#### Instructions to follow:
Look through the entries below and show every line containing the word "else".
(Task input begins)
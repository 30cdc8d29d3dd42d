// src/trigger.rs
// Post-commit trigger worker.
//
// Execution order is contractual: the entry is generated and written to
// completion before any summary work starts. Summary-first would race the
// in-flight journal write and roll up a half-written day.

use crate::config::ScribeConfig;
use crate::error::{Result, ScribeError};
use crate::generate::orchestrator::{entry_stamp, orchestrate};
use crate::git;
use crate::journal::reader::parse_daily_date;
use crate::journal::summary::generate_due_summaries;
use crate::journal::writer::write_entry;
use crate::llm::{LlmClient, build_client};
use chrono::NaiveDate;
use std::io::Write as _;
use std::path::{Path, PathBuf};
use std::sync::Arc;
use std::time::{Duration, SystemTime};
use tracing::{info, instrument, warn};

/// A lock younger than this belongs to a live invocation; older ones are
/// stale leftovers from a crash.
const LOCK_STALE_AFTER: Duration = Duration::from_secs(5 * 60);

/// Rotate the hook log above this size.
const HOOK_LOG_MAX_BYTES: u64 = 1024 * 1024;

/// Result of one entry-generation attempt.
#[derive(Debug, Clone, PartialEq, Eq)]
pub enum EntryOutcome {
    /// Nothing outside the journal root changed; no entry written.
    Skipped,
    Written {
        path: PathBuf,
        date: NaiveDate,
    },
}

/// Generate and write the entry for one commit. Shared by the hook worker
/// and the tool surface.
pub async fn generate_entry_for(
    repo: &Path,
    rev: &str,
    config: &ScribeConfig,
    client: Arc<dyn LlmClient>,
) -> Result<EntryOutcome> {
    let journal_root = config.journal.resolved_root(repo);

    // Journal-only commits are the writer's own output landing in git;
    // producing an entry for them would loop forever.
    let precheck = {
        let repo = repo.to_path_buf();
        let rev = rev.to_string();
        let journal_root = journal_root.clone();
        tokio::task::spawn_blocking(move || {
            git::collect_git_context(&repo, &rev, &journal_root)
        })
        .await
        .map_err(ScribeError::from)??
    };
    if precheck.is_journal_only() {
        info!(commit = precheck.short_hash(), "Journal-only commit, skipping entry");
        return Ok(EntryOutcome::Skipped);
    }

    let entry = orchestrate(repo, rev, &journal_root, client, config).await?;
    let (date, _) = entry_stamp(precheck.author_time_ms);
    let path = write_entry(&journal_root, &entry, date)?;
    info!(path = %path.display(), "Journal entry written");
    Ok(EntryOutcome::Written { path, date })
}

/// The post-commit worker. Logs every failure and swallows it; a journal
/// problem must never surface as a git problem.
#[instrument(name = "trigger.post_commit", skip_all)]
pub async fn run_post_commit(repo: &Path) {
    if let Err(e) = run_post_commit_inner(repo).await {
        warn!(error = %e, "Post-commit trigger failed");
        hook_log(
            repo,
            &format!("post-commit failed [{}]: {}", e.category(), e),
        );
    }
}

async fn run_post_commit_inner(repo: &Path) -> Result<()> {
    let config = ScribeConfig::load(repo);
    let journal_root = config.journal.resolved_root(repo);

    let Some(_lock) = HookLock::acquire(&journal_root)? else {
        info!("Another invocation holds the journal lock; skipping");
        hook_log(repo, "skipped: concurrent invocation holds the lock");
        return Ok(());
    };

    let Some(head) = git::head_commit(repo) else {
        return Err(ScribeError::Git("no HEAD commit".into()));
    };

    // InvalidKey fails everything up front: no section could succeed, and
    // the entry file must not be touched.
    let client = build_client(&config)?;

    // Remember where the journal ended before this entry lands, so the gap
    // walk knows which periods completed in the meantime.
    let last_date = latest_daily_date(&journal_root);

    let outcome = generate_entry_for(repo, &head, &config, client.clone()).await?;

    let current_date = match &outcome {
        EntryOutcome::Written { date, .. } => *date,
        EntryOutcome::Skipped => {
            // Entry skipped, but calendar boundaries may still have passed.
            let info = git::commit_info(repo, &head).map_err(ScribeError::Git)?;
            entry_stamp(info.author_time_ms).0
        }
    };

    let written = generate_due_summaries(
        &journal_root,
        &client,
        last_date.unwrap_or(current_date),
        current_date,
    )
    .await;
    if !written.is_empty() {
        info!(count = written.len(), "Summaries generated");
    }

    Ok(())
}

/// Latest date with a daily journal file, if any.
pub fn latest_daily_date(journal_root: &Path) -> Option<NaiveDate> {
    let entries = std::fs::read_dir(journal_root.join("daily")).ok()?;
    entries
        .filter_map(|e| e.ok())
        .filter_map(|e| parse_daily_date(&e.file_name().to_string_lossy()))
        .max()
}

/// Advisory lock serializing hook invocations on one journal.
struct HookLock {
    path: PathBuf,
}

impl HookLock {
    fn acquire(journal_root: &Path) -> Result<Option<Self>> {
        crate::journal::writer::ensure_dir(journal_root)?;
        let path = journal_root.join(".scribe.lock");

        match std::fs::OpenOptions::new()
            .write(true)
            .create_new(true)
            .open(&path)
        {
            Ok(mut file) => {
                let _ = writeln!(file, "{}", std::process::id());
                Ok(Some(Self { path }))
            }
            Err(e) if e.kind() == std::io::ErrorKind::AlreadyExists => {
                let age = std::fs::metadata(&path)
                    .and_then(|m| m.modified())
                    .ok()
                    .and_then(|t| SystemTime::now().duration_since(t).ok());
                match age {
                    Some(age) if age > LOCK_STALE_AFTER => {
                        warn!(path = %path.display(), "Breaking stale journal lock");
                        let _ = std::fs::remove_file(&path);
                        match std::fs::OpenOptions::new()
                            .write(true)
                            .create_new(true)
                            .open(&path)
                        {
                            Ok(mut file) => {
                                let _ = writeln!(file, "{}", std::process::id());
                                Ok(Some(Self { path }))
                            }
                            Err(_) => Ok(None),
                        }
                    }
                    _ => Ok(None),
                }
            }
            Err(e) => Err(ScribeError::from_io(e, &path)),
        }
    }
}

impl Drop for HookLock {
    fn drop(&mut self) {
        let _ = std::fs::remove_file(&self.path);
    }
}

/// Append a line to the rotating hook log under `.git/hooks/`. Messages can
/// embed provider error bodies, so they pass through the sanitizer first.
pub fn hook_log(repo: &Path, message: &str) {
    let message = crate::telemetry::sanitize::sanitize(message);
    let dir = repo.join(".git/hooks");
    if !dir.is_dir() {
        return;
    }
    let path = dir.join("scribe.log");

    if let Ok(meta) = std::fs::metadata(&path) {
        if meta.len() > HOOK_LOG_MAX_BYTES {
            let _ = std::fs::rename(&path, dir.join("scribe.log.1"));
        }
    }

    if let Ok(mut file) = std::fs::OpenOptions::new()
        .create(true)
        .append(true)
        .open(&path)
    {
        let stamp = chrono::Local::now().format("%Y-%m-%d %H:%M:%S");
        let _ = writeln!(file, "[{stamp}] {message}");
    }
}
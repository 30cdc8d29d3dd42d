// src/generate/prompts.rs
// Prompt assets for the boundary filter and section generators.
//
// The JSON schema named in each prompt is the contract; responses are
// validated against typed structs, and a mismatch falls back to the
// section's empty default.

/// Shared rules prepended to every section generator prompt.
pub const GENERATOR_PREAMBLE: &str = "\
You write one section of a developer's journal entry about a single git commit.

Rules:
- Ground every statement in the chat transcript, the diff, or the previous \
journal entry. If the evidence is insufficient, return the empty value for \
the schema; never speculate.
- Write about the developer in third person or neutral voice. Never use \
first person.
- Never attribute feelings the developer did not express themselves.
- The chat transcript is chronologically ordered; insights from early \
messages carry equal weight to later ones.
- Respond with a single JSON object matching the requested schema exactly.";

pub const SUMMARY_PROMPT: &str = "\
Summarize what this commit accomplished and why, in a short paragraph a \
teammate could read in thirty seconds.

Schema: {\"summary\": string}";

pub const TECHNICAL_SYNOPSIS_PROMPT: &str = "\
Describe the technical shape of the change: which files and subsystems were \
touched, the approach taken, and any notable implementation details visible \
in the diff.

Schema: {\"synopsis\": string}";

pub const ACCOMPLISHMENTS_PROMPT: &str = "\
List the concrete things that got done in this commit, one item per \
accomplishment. An empty list is correct when the evidence shows none.

Schema: {\"accomplishments\": [string]}";

pub const FRUSTRATIONS_PROMPT: &str = "\
List difficulties or friction the developer explicitly ran into, as stated \
in the chat or commit message. Do not infer frustration from the code alone.

Schema: {\"frustrations\": [string]}";

pub const TONE_MOOD_PROMPT: &str = "\
Characterize the developer's mood during this work, only from language they \
used themselves in the chat. Quote the indicators. Return empty strings when \
the chat gives no signal.

Schema: {\"mood\": string, \"indicators\": string}";

pub const DISCUSSION_NOTES_PROMPT: &str = "\
Extract the substantive exchanges from the chat: technical decisions, \
tradeoffs, and direction changes. Quotes must be verbatim from the \
transcript and speaker attribution must be unambiguous; select for \
technical or decision content, not emotional tone. A note may be either a \
verbatim quote with its speaker or a short neutral statement of a decision.

Schema: {\"notes\": [{\"speaker\": string, \"quote\": string} | string]}";

pub const COMMIT_METADATA_PROMPT: &str = "\
Produce a flat string-to-string map of commit facts: files changed, \
insertions/deletions if visible, size classification, merge status, and \
anything else directly present in the commit evidence.

Schema: {\"key\": \"value\", ...} (flat map, string values)";

/// Boundary filter prompt. The task is boundary-only, never summarization.
pub const BOUNDARY_SYSTEM: &str = "\
You locate where work on a specific git commit begins inside a chat \
transcript. This is a boundary-finding task only; do not summarize or \
evaluate the conversation.

You receive the transcript in chronological order with each message's \
bubbleId, the commit's diff summary and changed files, and the previous \
journal entry when one exists. The previous entry shows where the prior \
commit's work ended; messages belonging to it are before the boundary.

Return the bubbleId of the FIRST message that belongs to work on THIS \
commit, copied verbatim from the transcript. Never cut messages from the \
end of the transcript.

Ambiguity is expected with multi-commit sessions; express it honestly in \
the confidence field (1 = guessing, 10 = certain).

Schema: {\"bubbleId\": string, \"confidence\": integer 1-10}";

/// Rollup prompt shared by all summary periods.
pub const SUMMARY_SYSTEM: &str = "\
You write a rollup summary of a developer's journal for one period. Ground \
every statement in the source material provided; never invent work that is \
not recorded. Organize by theme, not by timestamp, and keep it scannable. \
Write in third person or neutral voice.

Respond with a single JSON object: {\"summary\": string} where the string \
is the Markdown body of the summary.";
(Task input ends)
#### Answer to the exercise:
    let Some(_lock) = HookLock::acquire(&journal_root)? else {
    let Some(head) = git::head_commit(repo) else {
anything else directly present in the commit evidence.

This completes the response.